#### [PROBLEM TO SOLVE]
Print every record below exactly as written.
START STORED DATA
//! Coffee catalog models for the resource API.

use chrono::{DateTime, Utc};
use serde::{Deserialize, Serialize};
use utoipa::ToSchema;

/// Roast level of a coffee.
#[derive(Debug, Clone, Copy, PartialEq, Eq, Serialize, Deserialize, ToSchema)]
#[serde(rename_all = "lowercase")]
pub enum Roast {
    Light,
    Medium,
    Dark,
}

impl Roast {
    pub fn parse(s: &str) -> Option<Self> {
        match s {
            "light" => Some(Self::Light),
            "medium" => Some(Self::Medium),
            "dark" => Some(Self::Dark),
            _ => None,
        }
    }

    pub fn as_str(&self) -> &'static str {
        match self {
            Self::Light => "light",
            Self::Medium => "medium",
            Self::Dark => "dark",
        }
    }
}

/// Coffee stored in the catalog.
#[derive(Debug, Clone)]
pub struct Coffee {
    pub id: String,
    pub name: String,
    pub description: Option<String>,
    pub roast: String,
    pub price_cents: i64,
    pub created_at: DateTime<Utc>,
    pub updated_at: DateTime<Utc>,
}

/// Coffee representation returned by the API.
#[derive(Debug, Serialize, ToSchema)]
pub struct CoffeeResponse {
    pub id: String,
    pub name: String,
    pub description: Option<String>,
    pub roast: String,
    pub price_cents: i64,
    pub created_at: String,
    pub updated_at: String,
}

impl From<Coffee> for CoffeeResponse {
    fn from(c: Coffee) -> Self {
        Self {
            id: c.id,
            name: c.name,
            description: c.description,
            roast: c.roast,
            price_cents: c.price_cents,
            created_at: c.created_at.to_rfc3339(),
            updated_at: c.updated_at.to_rfc3339(),
        }
    }
}

/// Response for the list endpoint.
#[derive(Debug, Serialize, ToSchema)]
pub struct CoffeeListResponse {
    pub coffees: Vec<CoffeeResponse>,
}

/// Request body for creating a coffee.
#[derive(Debug, Deserialize, ToSchema)]
pub struct CreateCoffeeRequest {
    pub name: String,
    #[serde(default)]
    pub description: Option<String>,
    pub roast: Roast,
    pub price_cents: i64,
}

/// Request body for updating a coffee. All fields optional.
#[derive(Debug, Deserialize, ToSchema)]
pub struct UpdateCoffeeRequest {
    pub name: Option<String>,
    pub description: Option<String>,
    pub roast: Option<Roast>,
    pub price_cents: Option<i64>,
}

#[cfg(test)]
mod tests {
    use super::*;

    #[test]
    fn test_roast_parse_round_trip() {
        for roast in [Roast::Light, Roast::Medium, Roast::Dark] {
            assert_eq!(Roast::parse(roast.as_str()), Some(roast));
        }
        assert_eq!(Roast::parse("burnt"), None);
    }
}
END STORED DATA
#### [ANSWER SECTION]
//! Coffee catalog models for the resource API.

use chrono::{DateTime, Utc};
use serde::{Deserialize, Serialize};
use utoipa::ToSchema;

/// Roast level of a coffee.
#[derive(Debug, Clone, Copy, PartialEq, Eq, Serialize, Deserialize, ToSchema)]
#[serde(rename_all = "lowercase")]
pub enum Roast {
    Light,
    Medium,
    Dark,
}

impl Roast {
    pub fn parse(s: &str) -> Option<Self> {
        match s {
            "light" => Some(Self::Light),
            "medium" => Some(Self::Medium),
            "dark" => Some(Self::Dark),
            _ => None,
        }
    }

    pub fn as_str(&self) -> &'static str {
        match self {
            Self::Light => "light",
            Self::Medium => "medium",
            Self::Dark => "dark",
        }
    }
}

/// Coffee stored in the catalog.
#[derive(Debug, Clone)]
pub struct Coffee {
    pub id: String,
    pub name: String,
    pub description: Option<String>,
    pub roast: String,
    pub price_cents: i64,
    pub created_at: DateTime<Utc>,
    pub updated_at: DateTime<Utc>,
}

/// Coffee representation returned by the API.
#[derive(Debug, Serialize, ToSchema)]
pub struct CoffeeResponse {
    pub id: String,
    pub name: String,
    pub description: Option<String>,
    pub roast: String,
    pub price_cents: i64,
    pub created_at: String,
    pub updated_at: String,
}

impl From<Coffee> for CoffeeResponse {
    fn from(c: Coffee) -> Self {
        Self {
            id: c.id,
            name: c.name,
            description: c.description,
            roast: c.roast,
            price_cents: c.price_cents,
            created_at: c.created_at.to_rfc3339(),
            updated_at: c.updated_at.to_rfc3339(),
        }
    }
}

/// Response for the list endpoint.
#[derive(Debug, Serialize, ToSchema)]
pub struct CoffeeListResponse {
    pub coffees: Vec<CoffeeResponse>,
}

/// Request body for creating a coffee.
#[derive(Debug, Deserialize, ToSchema)]
pub struct CreateCoffeeRequest {
    pub name: String,
    #[serde(default)]
    pub description: Option<String>,
    pub roast: Roast,
    pub price_cents: i64,
}

/// Request body for updating a coffee. All fields optional.
#[derive(Debug, Deserialize, ToSchema)]
pub struct UpdateCoffeeRequest {
    pub name: Option<String>,
    pub description: Option<String>,
    pub roast: Option<Roast>,
    pub price_cents: Option<i64>,
}

#[cfg(test)]
mod tests {
    use super::*;

    #[test]
    fn test_roast_parse_round_trip() {
        for roast in [Roast::Light, Roast::Medium, Roast::Dark] {
            assert_eq!(Roast::parse(roast.as_str()), Some(roast));
        }
        assert_eq!(Roast::parse("burnt"), None);
    }
}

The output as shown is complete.